Dans le même sens, complète l'ordre de Delia Rodrigo, « il y a un possible dommage dans le détournement de fonds à travers le réseau d'entreprise découvert au cours de l'enquête ». Concrètement, « à travers le contrat de l'entreprise Gruconsa avec la Fédération Royale Espagnole de Football (RFEF) pour réaliser elle-même divers travaux, comme le attaque contre le stade de la Cartuja à Sévilleentre autres ».

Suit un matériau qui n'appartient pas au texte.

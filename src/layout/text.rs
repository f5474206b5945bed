//! Deterministic text metrics.
//!
//! Layout must not depend on which fonts happen to be installed, so widths are
//! estimated from per-character em units rather than measured from a face.

fn estimate_char_units(ch: char) -> f32 {
    if ch.is_whitespace() {
        0.28
    } else if ch.is_ascii_uppercase() || ch.is_ascii_digit() {
        0.64
    } else if ch.is_ascii_alphanumeric() {
        0.55
    } else if ch.is_ascii() {
        0.35
    } else if matches!(
        ch as u32,
        0x4E00..=0x9FFF | 0x3040..=0x30FF | 0x31F0..=0x31FF | 0xAC00..=0xD7AF
    ) {
        1.0
    } else {
        0.9
    }
}

pub(crate) fn estimate_text_width(text: &str, font_size: f32, letter_spacing: f32) -> f32 {
    let count = text.chars().count() as f32;
    let units: f32 = text.chars().map(estimate_char_units).sum();
    units * font_size + letter_spacing * count
}

/// Greedy word wrap. Words wider than `max_width` stay on their own line
/// rather than being broken.
pub(crate) fn wrap_text(text: &str, font_size: f32, letter_spacing: f32, max_width: f32) -> Vec<String> {
    let mut result = Vec::new();
    let mut current = String::new();

    for word in text.split_whitespace() {
        if current.is_empty() {
            current.push_str(word);
            continue;
        }
        let candidate = format!("{} {}", current, word);
        if estimate_text_width(&candidate, font_size, letter_spacing) > max_width {
            result.push(std::mem::take(&mut current));
            current.push_str(word);
        } else {
            current = candidate;
        }
    }

    if !current.is_empty() {
        result.push(current);
    }
    result
}

/// Baseline offset of a single line inside a CSS-style line box.
pub(crate) fn baseline_offset(line_height: f32, font_size: f32) -> f32 {
    (line_height + font_size * 0.7) / 2.0
}

#[cfg(test)]
mod tests {
    use super::*;

    #[test]
    fn wraps_on_word_boundaries() {
        let lines = wrap_text("123 Innovation Drive, Tech City", 12.0, 0.0, 100.0);
        assert!(lines.len() > 1);
        assert_eq!(lines.join(" "), "123 Innovation Drive, Tech City");
        for line in &lines {
            let single_word = !line.contains(' ');
            assert!(single_word || estimate_text_width(line, 12.0, 0.0) <= 100.0);
        }
    }

    #[test]
    fn long_words_are_not_split() {
        let lines = wrap_text("jane.doe@example.com", 12.0, 0.0, 40.0);
        assert_eq!(lines, vec!["jane.doe@example.com".to_string()]);
    }

    #[test]
    fn whitespace_only_text_produces_no_lines() {
        assert!(wrap_text("   ", 12.0, 0.0, 100.0).is_empty());
    }

    #[test]
    fn letter_spacing_widens_text() {
        let plain = estimate_text_width("JANE DOE", 24.0, 0.0);
        let spaced = estimate_text_width("JANE DOE", 24.0, 1.2);
        assert!((spaced - plain - 8.0 * 1.2).abs() < 1e-3);
    }
}
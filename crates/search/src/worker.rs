//! Background search workers for anytime (asynchronous) decisions.
//!
//! A worker takes ownership of a search engine, runs it on its own thread and
//! hands it back when stopped. The engine publishes its best-known answer
//! after every completed batch of work and polls a [`CancellationToken`]
//! between batches, so cancellation latency is bounded by one batch.

use gail_core::{ActionScore, Result};
use parking_lot::Mutex;
use std::sync::atomic::{AtomicBool, Ordering};
use std::sync::Arc;
use std::thread::{self, JoinHandle};
use tracing::warn;

/// Cooperative cancellation signal shared between a caller and a worker.
#[derive(Clone, Debug, Default)]
pub struct CancellationToken(Arc<AtomicBool>);

impl CancellationToken {
    pub fn new() -> Self {
        Self::default()
    }

    /// Ask the worker to stop at its next batch boundary.
    pub fn cancel(&self) {
        self.0.store(true, Ordering::Release);
    }

    pub fn is_cancelled(&self) -> bool {
        self.0.load(Ordering::Acquire)
    }
}

/// Single slot holding the latest result a worker published.
///
/// Each publish replaces the whole `ActionScore` under a lock, so readers
/// only ever observe complete results.
#[derive(Debug)]
pub struct Publisher<A> {
    slot: Arc<Mutex<Option<ActionScore<A>>>>,
}

impl<A: Copy> Publisher<A> {
    pub fn new() -> Self {
        Self {
            slot: Arc::new(Mutex::new(None)),
        }
    }

    pub fn publish(&self, result: ActionScore<A>) {
        *self.slot.lock() = Some(result);
    }

    pub fn latest(&self) -> Option<ActionScore<A>> {
        *self.slot.lock()
    }
}

impl<A: Copy> Default for Publisher<A> {
    fn default() -> Self {
        Self::new()
    }
}

impl<A> Clone for Publisher<A> {
    fn clone(&self) -> Self {
        Self {
            slot: Arc::clone(&self.slot),
        }
    }
}

/// A search engine of type `T` running on a background thread.
///
/// Dropping a worker without stopping it cancels it and detaches the thread.
pub(crate) struct Worker<T, A> {
    cancel: CancellationToken,
    published: Publisher<A>,
    handle: Option<JoinHandle<(T, Result<()>)>>,
}

impl<T, A> Worker<T, A>
where
    T: Send + 'static,
    A: Copy + Send + 'static,
{
    /// Move `engine` onto a new thread and run `job` with it.
    ///
    /// `job` must check the cancellation token between batches and publish
    /// through the publisher whenever it has a complete answer.
    pub fn spawn<F>(mut engine: T, job: F) -> Self
    where
        F: FnOnce(&mut T, &CancellationToken, &Publisher<A>) -> Result<()> + Send + 'static,
    {
        let cancel = CancellationToken::new();
        let published = Publisher::new();

        let handle = {
            let cancel = cancel.clone();
            let published = published.clone();
            thread::spawn(move || {
                let result = job(&mut engine, &cancel, &published);
                (engine, result)
            })
        };

        Self {
            cancel,
            published,
            handle: Some(handle),
        }
    }

    /// Latest published result, without stopping the worker.
    pub fn latest(&self) -> Option<ActionScore<A>> {
        self.published.latest()
    }

    /// Cancel the worker, wait for it to finish its current batch and return
    /// the engine together with the last published result.
    ///
    /// A worker that failed is logged; whatever it published before failing
    /// is still returned.
    pub fn stop(mut self) -> Option<(T, Option<ActionScore<A>>)> {
        self.cancel.cancel();
        let handle = self.handle.take()?;

        let (engine, result) = match handle.join() {
            Ok(output) => output,
            Err(panic) => std::panic::resume_unwind(panic),
        };
        if let Err(err) = result {
            warn!(%err, "asynchronous search stopped with an error");
        }

        Some((engine, self.published.latest()))
    }
}

impl<T, A> Drop for Worker<T, A> {
    fn drop(&mut self) {
        self.cancel.cancel();
    }
}
use crate::{Player, Result, SearchError, UndoToken};
use rand::seq::SliceRandom;
use rand::Rng;
use std::fmt::Debug;
use std::hash::Hash;

/// A mutable position in a two-player, perfect-information game.
///
/// This trait is the only thing the search engines know about a game. A
/// state tracks whose turn it is, which actions are legal and whether anybody
/// has won. Engines mutate a state in place with [`perform`](State::perform)
/// and restore it with [`undo`](State::undo) in strict LIFO order, so both
/// should be as cheap as possible (O(1) amortized where feasible): they are
/// called once per simulated ply.
///
/// `Default` constructs a blank state; call [`reset_to_start`](State::reset_to_start)
/// (or use [`new_game`](State::new_game)) before searching. `Clone` is a deep copy.
pub trait State: Clone + Default + Debug + Send + 'static {
    /// A game action. The bit layout is private to the implementation.
    type Action: Clone + Copy + Debug + Eq + Hash + Send + Sync + 'static;

    /// Returns every action that is legal from the current position.
    ///
    /// The returned list is an owned snapshot, so it stays valid across any
    /// number of perform/undo pairs made while iterating it.
    fn legal_actions(&self) -> Vec<Self::Action>;

    /// Performs `action` by mutating the state.
    ///
    /// The action must be one of [`legal_actions`](State::legal_actions).
    /// Implementations are not required to check this in release builds; use
    /// [`try_perform`](State::try_perform) for untrusted input.
    fn perform(&mut self, action: Self::Action) -> UndoToken;

    /// Reverses the most recently performed action.
    ///
    /// `token` must be the value `perform` returned for that same action.
    fn undo(&mut self, action: Self::Action, token: UndoToken);

    /// Puts this state in the starting condition of the game.
    fn reset_to_start(&mut self);

    /// Returns true if no more actions are possible (the game has ended).
    fn is_terminal(&self) -> bool;

    /// Returns the winner, or `None` for a draw or a game still in progress.
    fn winner(&self) -> Option<Player>;

    /// Returns the player whose turn it is.
    fn current_player(&self) -> Player;

    /// Number of actions performed since the start of the game.
    fn ply(&self) -> u32;

    /// Returns the player who moves after `player`.
    fn player_after(&self, player: Player) -> Player {
        player.opponent()
    }

    /// Returns the player who moved before `player`.
    fn player_before(&self, player: Player) -> Player {
        player.opponent()
    }

    /// Returns a uniformly random legal action, or `None` if there is none.
    fn random_legal_action<R: Rng + ?Sized>(&self, rng: &mut R) -> Option<Self::Action> {
        self.legal_actions().choose(rng).copied()
    }

    /// Returns true if `action` is currently legal.
    fn is_legal(&self, action: Self::Action) -> bool {
        self.legal_actions().contains(&action)
    }

    /// Mutates this state into a deep copy of `other`.
    fn initialize_from(&mut self, other: &Self) {
        self.clone_from(other);
    }

    /// Creates a state in the starting condition of the game.
    fn new_game() -> Self {
        let mut state = Self::default();
        state.reset_to_start();
        state
    }

    /// Performs `action` after checking that it is legal.
    ///
    /// # Errors
    /// Returns `SearchError::IllegalAction` if the action is not currently in
    /// the legal action enumeration. The state is left untouched.
    fn try_perform(&mut self, action: Self::Action) -> Result<UndoToken> {
        if !self.is_legal(action) {
            return Err(SearchError::IllegalAction(format!(
                "{:?} at ply {}",
                action,
                self.ply()
            )));
        }
        Ok(self.perform(action))
    }

    /// Reverses `action` after checking that `token` belongs to the most
    /// recent perform.
    ///
    /// # Errors
    /// Returns `SearchError::InvalidUndoToken` if the token was issued at a
    /// different ply. The state is left untouched.
    fn try_undo(&mut self, action: Self::Action, token: UndoToken) -> Result<()> {
        if token.ply() != self.ply() {
            return Err(SearchError::InvalidUndoToken {
                expected: self.ply(),
                found: token.ply(),
            });
        }
        self.undo(action, token);
        Ok(())
    }
}

#[cfg(test)]
mod tests {
    use super::*;
    use rand::SeedableRng;
    use rand_chacha::ChaCha8Rng;

    // Simple test game: counting to 3 (whoever says 3 wins)
    #[derive(Clone, Debug, Default, PartialEq, Eq)]
    struct CountingState {
        count: u8,
        ply: u32,
    }

    impl State for CountingState {
        type Action = u8;

        fn legal_actions(&self) -> Vec<u8> {
            match self.count {
                0 | 1 => vec![1, 2],
                2 => vec![1],
                _ => Vec::new(),
            }
        }

        fn perform(&mut self, action: u8) -> UndoToken {
            self.count += action;
            self.ply += 1;
            UndoToken::new(self.ply, 0)
        }

        fn undo(&mut self, action: u8, _token: UndoToken) {
            self.count -= action;
            self.ply -= 1;
        }

        fn reset_to_start(&mut self) {
            *self = Self::default();
        }

        fn is_terminal(&self) -> bool {
            self.count >= 3
        }

        fn winner(&self) -> Option<Player> {
            if self.count >= 3 {
                Some(self.current_player().opponent())
            } else {
                None
            }
        }

        fn current_player(&self) -> Player {
            if self.ply % 2 == 0 {
                Player::One
            } else {
                Player::Two
            }
        }

        fn ply(&self) -> u32 {
            self.ply
        }
    }

    #[test]
    fn test_try_perform_rejects_illegal_action() {
        let mut state = CountingState::new_game();
        state.perform(2);

        let result = state.try_perform(2);
        assert!(matches!(result, Err(SearchError::IllegalAction(_))));
        // State untouched
        assert_eq!(state.count, 2);
        assert_eq!(state.ply(), 1);
    }

    #[test]
    fn test_try_undo_rejects_stale_token() {
        let mut state = CountingState::new_game();
        let first = state.try_perform(1).unwrap();
        let _second = state.try_perform(1).unwrap();

        let result = state.try_undo(1, first);
        assert_eq!(
            result,
            Err(SearchError::InvalidUndoToken {
                expected: 2,
                found: 1
            })
        );
        assert_eq!(state.count, 2);
    }

    #[test]
    fn test_try_undo_restores_state() {
        let mut state = CountingState::new_game();
        let before = state.clone();
        let token = state.try_perform(2).unwrap();
        state.try_undo(2, token).unwrap();
        assert_eq!(state, before);
    }

    #[test]
    fn test_random_legal_action() {
        let mut rng = ChaCha8Rng::seed_from_u64(42);
        let mut state = CountingState::new_game();

        for _ in 0..20 {
            let action = state.random_legal_action(&mut rng).unwrap();
            assert!(state.is_legal(action));
        }

        state.perform(2);
        state.perform(1);
        assert!(state.is_terminal());
        assert_eq!(state.random_legal_action(&mut rng), None);
    }

    #[test]
    fn test_winner_and_players() {
        let mut state = CountingState::new_game();
        assert_eq!(state.current_player(), Player::One);
        assert_eq!(state.player_after(Player::One), Player::Two);
        assert_eq!(state.player_before(Player::One), Player::Two);

        state.perform(2);
        state.perform(1);
        assert_eq!(state.winner(), Some(Player::Two));
    }

    #[test]
    fn test_initialize_from() {
        let mut source = CountingState::new_game();
        source.perform(1);

        let mut target = CountingState::default();
        target.initialize_from(&source);
        assert_eq!(target, source);
    }
}
use thiserror::Error;

/// Errors that can occur while searching a game tree
#[derive(Error, Debug, Clone, PartialEq)]
pub enum SearchError {
    #[error("Illegal action: {0}")]
    IllegalAction(String),

    #[error("Invalid undo token: issued at ply {found}, state is at ply {expected}")]
    InvalidUndoToken { expected: u32, found: u32 },

    #[error("State invariant violated: {0}")]
    InvariantViolation(String),

    #[error("No legal actions available")]
    NoLegalActions,

    #[error("An asynchronous search is already running")]
    SearchInProgress,

    #[error("No search result is available yet")]
    NotReady,
}

/// Convenience Result type for search operations
pub type Result<T> = std::result::Result<T, SearchError>;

L'actuel président de la RFEF, Pedro Rocha, reste sous enquête, selon l'instructeur, car « en raison de sa position » il aurait dû intervenir directement « dans le contrat avec l'Arabie Saoudite, le 11 septembre 2019 ». « Il s'est toutefois apparemment abstenu, tant de convoquer la Commission économique pour analyser lesdites extensions et ajouts au contrat, que de revendiquer le dossier a posteriori. La même chose peut être dite concernant ses actions – ou ses omissions – concernant les travaux du stade de la Cartuja à Séville », a déclaré le juge dans l'acte d'accusation du président de la RFEF.

LaLiga aussi

Dans une deuxième résolution, la formatrice confirme également l'ordre dans lequel elle a accepté le personnification de la Ligue de Football Professionnelcar « en tant qu'entité faisant organiquement partie de la RFEF, elle peut avoir été lésée par les faits faisant l'objet de l'enquête dans le cadre de cette procédure, ce qui justifie sa présentation comme une accusation privée ».

En revanche, le juge Dans une autre ordonnance, LaLiga a rejeté la demande de LaLiga de renvoyer l'affaire devant la Cour nationale car elle ne voyait pas de raisons suffisantes. qui justifient leur compétence.

Le juge rejette les arguments de LaLiga qui envisageait de porter l'affaire devant la Cour nationale, estimant que « les extrêmes ne sont pas suffisamment accrédités » qui justifient leur compétence, et suivent ainsi les critères du parquet.